Kapura asks me to take out the Milky Way bar he gave me at the start of our visit, unwrap it, and grip the ends in both fists (which is why my notebook now has chocolate stains). He has a Milky Way of his own, although his is chilled. He grips it at either end and pulls it apart. It snaps cleanly in half. He tells me to do the same with mine, which had been in my pocket. The gooey caramel stretches to a strand as it pulls apart.
“The glass has to have the right stretch,” Kapura says. He can't tell that story with a Snickers, he says, because the nuts in the candy would be like having flaws in the glass.
4) Annealing, Cutting, Packing
After the drama of melting and flowing, the glass remains mostly passive for the rest of the trip through the factory. As it forms and moves toward the “cold end” of the tin bath, a series of water pipes conduct heat away, taking the glass temperature down to about 1,150 F, at which point it enters a cooling oven known as a lehr.

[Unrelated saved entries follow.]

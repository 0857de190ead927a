//! Tracing configuration and log routing.
//!
//! Logs go to stdout using a compact formatter and to a file. When [`Config::log_file`] is set,
//! logs are appended to that path; otherwise a daily-rotated logger writes `logs/caution.log.*`.
//! The file writer is non-blocking so chunk fan-out never waits on disk.
use std::sync::OnceLock;

use tracing_appender::non_blocking::{NonBlocking, WorkerGuard};
use tracing_subscriber::{EnvFilter, fmt, prelude::*};

use crate::config::Config;

static LOG_GUARD: OnceLock<WorkerGuard> = OnceLock::new();

const LOG_DIR: &str = "logs";
const LOG_FILE_PREFIX: &str = "caution.log";

/// Configure tracing subscribers for stdout and optional file logging.
///
/// - Respects `RUST_LOG` for filtering (defaults to `info`).
/// - Installs a compact stdout layer and, when available, a file layer.
/// - Keeps the non-blocking writer guard alive for the process lifetime.
pub fn init_tracing(config: &Config) {
    let env_filter = EnvFilter::try_from_default_env().unwrap_or_else(|_| EnvFilter::new("info"));
    let stdout_layer = fmt::layer().with_target(false).compact();

    let registry = tracing_subscriber::registry()
        .with(env_filter)
        .with(stdout_layer);

    if let Some(writer) = configure_file_writer(config.log_file.as_deref()) {
        let file_layer = fmt::layer()
            .with_writer(writer)
            .with_target(true)
            .with_ansi(false)
            .compact();

        registry.with(file_layer).init();
    } else {
        registry.init();
    }
}

/// Build a non-blocking writer for file logging.
///
/// Returns `None` when the logs directory cannot be created or the target file cannot be opened.
fn configure_file_writer(log_file: Option<&str>) -> Option<NonBlocking> {
    if let Some(path) = log_file {
        match std::fs::OpenOptions::new()
            .create(true)
            .append(true)
            .open(path)
        {
            Ok(file) => {
                let (non_blocking, guard) = tracing_appender::non_blocking(file);
                let _ = LOG_GUARD.set(guard);
                Some(non_blocking)
            }
            Err(err) => {
                eprintln!("Failed to open log file {path}: {err}");
                None
            }
        }
    } else {
        if let Err(err) = std::fs::create_dir_all(LOG_DIR) {
            eprintln!("Failed to create logs directory: {err}");
            return None;
        }
        let file_appender = tracing_appender::rolling::daily(LOG_DIR, LOG_FILE_PREFIX);
        let (non_blocking, guard) = tracing_appender::non_blocking(file_appender);
        let _ = LOG_GUARD.set(guard);
        Some(non_blocking)
    }
}

#[cfg(test)]
mod tests {
    use super::*;

    #[test]
    fn configured_log_file_is_opened_for_append() {
        let path = std::env::temp_dir().join(format!("caution-log-{}.log", std::process::id()));
        let path_str = path.to_str().expect("utf-8 temp path");

        assert!(configure_file_writer(Some(path_str)).is_some());
        assert!(path.exists());
        let _ = std::fs::remove_file(&path);
    }

    #[test]
    fn unopenable_log_file_disables_the_file_layer() {
        let missing_dir = std::env::temp_dir()
            .join(format!("caution-missing-{}", std::process::id()))
            .join("nested")
            .join("caution.log");
        let path_str = missing_dir.to_str().expect("utf-8 temp path");

        assert!(configure_file_writer(Some(path_str)).is_none());
    }
}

The lehr is a rather long, enclosed passage in which the glass gradually cools down to about 300 F, a process known as annealing. A machine at the lehr's far end automatically does a first check for flaws such as stones or bubbles in the glass surface before a stain inhibitor is applied from overhead. The stain inhibitor protects the glass from corrosion, which can develop if it is stored for a long time before fabrication. (This coating is eventually washed off.)
The solid sheets pass through the “slit-cut bridge,” a series of adjustable incisors that cut the panels into specified widths as it passes under them lengthwise. The panels then move beneath a second cutter called the “cross-cut bridge,” which scores them in the other direction, perpendicular to their path—though to make a straight cut while the glass is moving, the cutter is set at an angle. Directly afterward, they pass over a point called the “high roll snap,” which bumps the panels to separate them along the score lines.
Any pieces that are found flawed by the automatic inspection are discarded at the cullet drop, a kind of trap-door section of the roller line. Individual pieces are taken off the line to be inspected by the staff for any distortions. If the panels prove worthy, they flow forward for packing in one of two directions at the “mainline corner table,” which sends them either straight ahead or off to one side, depending on their size.
The edges are trimmed from the outer pieces and then inspected (the refuse is recycled as cullet), and the glass receives an application of a separating medium, a fine powder that allows the panels to stack without sticking together or scratching (saving on the tons of paper that used to be laid between them). An automatic packer picks the panels up by suction and stacks them in bulk.
Usually, the glass panels are sent to another line to be tempered by heat so that if they break, they crumble into small cubes that aren't sharp. They may also receive specialty coatings here that modulate heat and light transmission, though some coatings may be applied later at a customer's—i.e., a fabricator's—shop. When it's finished, the glass goes off, as white as water, to enclose homes, buildings, automobiles, and even aircraft.
Wherever it winds up, “the first person to touch the glass,” Kapura says, with a pause that suggests his continued amazement, “is the customer.”